Scottish landowner and politician (c. 1708–1786)

Thomas Dundas (c. 1708 – 30 April 1786) of Fingask and Carronhall, Stirlingshire was a Scottish merchant and politician.

Dundas was the oldest son of Thomas Dundas of Fingask. His father was a bailie of Edinburgh and a woollen draper in the Luckenbooths. The family's lands in Perthshire were lost in the 17th century, but the bailie bought lands in Stirlingshire. Young Tomas and his brother Lawrence left their father's ailing business, Thomas acting as agent for Lawrence's highly profitable business supplying the British Army.

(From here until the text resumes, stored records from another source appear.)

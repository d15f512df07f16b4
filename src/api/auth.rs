use axum::{extract::State, http::StatusCode, response::IntoResponse, Json};
use sea_orm::DatabaseConnection;
use serde::Deserialize;
use serde_json::json;

use crate::auth::{create_jwt, Claims};
use crate::domain::session::ROLE_MANAGER;
use crate::services::user_service::{self, CreateUserDto};

use super::error_response;

#[derive(Deserialize)]
pub struct LoginRequest {
    username: String,
    password: String,
}

pub async fn login(
    State(db): State<DatabaseConnection>,
    Json(payload): Json<LoginRequest>,
) -> impl IntoResponse {
    tracing::info!("Login attempt for user: {}", payload.username);

    match user_service::authenticate(&db, &payload.username, &payload.password).await {
        Ok(Some(session)) => match create_jwt(&session) {
            Ok(token) => (StatusCode::OK, Json(json!({ "token": token }))).into_response(),
            Err(e) => (
                StatusCode::INTERNAL_SERVER_ERROR,
                Json(json!({ "error": e })),
            )
                .into_response(),
        },
        Ok(None) => {
            tracing::warn!("Login rejected for user: {}", payload.username);
            (
                StatusCode::UNAUTHORIZED,
                Json(json!({ "error": "Invalid credentials" })),
            )
                .into_response()
        }
        Err(e) => error_response(e),
    }
}

#[derive(Deserialize)]
pub struct RegisterRequest {
    username: String,
    password: String,
    employee_id: Option<i32>,
}

/// Self-registration always creates a manager account.
pub async fn register(
    State(db): State<DatabaseConnection>,
    Json(payload): Json<RegisterRequest>,
) -> impl IntoResponse {
    let dto = CreateUserDto {
        username: payload.username,
        password: payload.password,
        role: ROLE_MANAGER.to_owned(),
        employee_id: payload.employee_id,
    };

    match user_service::create_user(&db, dto).await {
        Ok(user) => (StatusCode::CREATED, Json(user)).into_response(),
        Err(e) => error_response(e),
    }
}

/// Admin-only: create an account with an arbitrary role.
pub async fn create_user(
    State(db): State<DatabaseConnection>,
    claims: Claims,
    Json(payload): Json<CreateUserDto>,
) -> impl IntoResponse {
    if let Err(e) = claims.session().require_admin() {
        return error_response(e);
    }

    match user_service::create_user(&db, payload).await {
        Ok(user) => (StatusCode::CREATED, Json(user)).into_response(),
        Err(e) => error_response(e),
    }
}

Thomas became a burgess of Edinburgh in 1734, and deputy Lord Lyon King of Arms from 1744 to 1754. In 1737, he married Anne, daughter of James Graham of Airth, a judge of the Scottish court of Admiralty. After her death he remarried, to Lady Janet Maitland, daughter of Charles Maitland, 6th Earl of Lauderdale. They had two sons and five daughters.

Dundas bought the Carronhall estate in 1749, but his career remained dependent on his increasingly powerful younger brother, in whose interest he was elected in 1768 as the Member of Parliament (MP) for Orkney and Shetland. He held the seat until December 1770, when he was appointed as a police commissioner, and in 1771 his oldest son Thomas was returned as MP in his place.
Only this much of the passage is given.